|Place of origin||France|
|Main ingredients||Base: one of crackers, bread, toast or puff pastry|
Topping: savoury butters, spreads, or pastes
A canapé is a type of hors d'œuvre, a small, prepared and often decorative food, consisting of a small piece of bread (sometimes toasted), puff pastry, or a cracker topped with some savoury food, held in the fingers and often eaten in one bite.
Because they are often served during cocktail hours, it is often desired that a canapé be either salty or spicy, in order to encourage guests to drink more. A canapé may also be referred to as finger food, although not all finger foods are canapés. Crackers or small slices of bread or toast or puff pastry, cut into various shapes, serve as the base for savory butters or pastes, often topped with a savory foods as meat, cheese, fish, caviar, foie gras, purées or relish.

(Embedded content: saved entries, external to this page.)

//! The animator: a parameterized state machine over animation hosts.
//!
//! This module is the imperative shell around the core types. It owns the
//! state arena and parameter table, applies host time deltas, and performs
//! state switches.
//!
//! # Key Concepts
//!
//! - **AnyState**: sentinel at [`StateId::ANY`](crate::core::StateId::ANY)
//!   whose connections are evaluated before the current state's own
//! - **Exit time**: a connection may wait for the outgoing animation to loop
//! - **Silent parameter I/O**: writes to unknown or mismatched parameters are
//!   ignored, never errors

mod animator;
mod config;
mod error;

pub use animator::{stop_animation, Animator, ANY_STATE};
pub use config::AnimatorConfig;
pub use error::{ConfigError, TopologyError};
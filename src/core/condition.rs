//! Conditions comparing a parameter to an operand through combinable operators.

use super::param::{ParamHandle, ParamValue};
use bitflags::bitflags;
use std::fmt;

bitflags! {
    /// Operator flags of a [`Condition`].
    ///
    /// Base flags are OR-accumulated, then `NOT` inverts the aggregate, so
    /// `LEQ` holds when either "less" or "equal" holds.
    ///
    /// # Example
    ///
    /// ```
    /// use animstate::core::ConditionOp;
    ///
    /// assert_eq!(ConditionOp::LEQ, ConditionOp::LSS | ConditionOp::EQU);
    /// assert!(ConditionOp::NEQ.contains(ConditionOp::NOT));
    /// ```
    #[derive(Debug, Clone, Copy, PartialEq, Eq, Hash)]
    pub struct ConditionOp: u8 {
        /// Logical match: equality for floats and booleans, flag subset for enums.
        const AND = 1 << 0;
        /// Less than.
        const LSS = 1 << 1;
        /// Greater than.
        const GTR = 1 << 2;
        /// Inverts the accumulated result.
        const NOT = 1 << 3;
        /// Equals.
        const EQU = 1 << 4;

        /// Less than or equal.
        const LEQ = Self::LSS.bits() | Self::EQU.bits();
        /// Greater than or equal.
        const GEQ = Self::GTR.bits() | Self::EQU.bits();
        /// Not equal.
        const NEQ = Self::NOT.bits() | Self::EQU.bits();
    }
}

impl ConditionOp {
    /// Operator glyphs in display order.
    fn symbol(&self) -> String {
        let mut op = String::new();
        if self.contains(Self::NOT) {
            op.push('!');
        }
        if self.contains(Self::AND) {
            op.push('&');
        }
        if self.contains(Self::LSS) {
            op.push('<');
        }
        if self.contains(Self::GTR) {
            op.push('>');
        }
        if self.contains(Self::EQU) {
            op.push('=');
        }
        if op == "=" {
            op.push('=');
        }
        op
    }
}

/// A (parameter, operand, operator) triple.
///
/// The parameter is shared: writes made through any handle to it are
/// observed the next time the condition is evaluated.
#[derive(Clone, Debug)]
pub struct Condition {
    parameter: ParamHandle,
    operand: ParamValue,
    op: ConditionOp,
}

impl Condition {
    pub fn new(parameter: &ParamHandle, operand: impl Into<ParamValue>, op: ConditionOp) -> Self {
        Self {
            parameter: parameter.clone(),
            operand: operand.into(),
            op,
        }
    }

    pub fn parameter(&self) -> &ParamHandle {
        &self.parameter
    }

    pub fn operand(&self) -> ParamValue {
        self.operand
    }

    pub fn op(&self) -> ConditionOp {
        self.op
    }

    /// Evaluate the condition.
    ///
    /// Every base flag present contributes an OR-term; `AND` mixed with other
    /// flags is just one more term. `NOT` is applied last.
    pub fn is_satisfied(&self) -> bool {
        let parameter = self.parameter.get();
        let operand = &self.operand;

        let mut met = false;
        if self.op.contains(ConditionOp::AND) {
            met = met || parameter.logical_match(operand);
        }
        if self.op.contains(ConditionOp::LSS) {
            met = met || parameter.is_less_than(operand);
        }
        if self.op.contains(ConditionOp::GTR) {
            met = met || parameter.is_more_than(operand);
        }
        if self.op.contains(ConditionOp::EQU) {
            met = met || parameter.is_equal_to(operand);
        }
        if self.op.contains(ConditionOp::NOT) {
            met = !met;
        }
        met
    }
}

impl fmt::Display for Condition {
    fn fmt(&self, f: &mut fmt::Formatter<'_>) -> fmt::Result {
        write!(
            f,
            "({} {} {}) = {}",
            self.parameter.value(),
            self.op.symbol(),
            self.operand,
            self.is_satisfied()
        )
    }
}

/// Check that every condition holds; an empty list holds vacuously.
pub fn all_satisfied(conditions: &[Condition]) -> bool {
    conditions.iter().all(Condition::is_satisfied)
}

Traditionally, canapés are built on stale bread (although other foods such as puff pastry, crackers, or fresh vegetables may be used as a base) cut in thin slices and then shaped with a cutter or knife into circles, rings, squares, strips or triangles. These are then deep fried, sautéed, or toasted, then topped or piped with highly processed and decoratively applied items. Colorful and eye-pleasing garnishes often complete the presentation. The canapés are usually served on a canapé salver and eaten from small canapé plates.
The technical composition of a canapé consists of a base (e.g., the bread or pancake), a spread, a main item, and a garnish. The spread is traditionally either a compound butter or a flavored cream cheese. Common garnishes can range from finely chopped vegetables, scallions, and herbs to caviar or truffle oil.
The French started offering canapés to their guests for their fêtes in the 18th century, and the English adopted the practice at the end of the following century. One modern version of the canapé is the amuse-bouche, literally a “mouth amuser”, but translated more delicately as “palate pleaser”.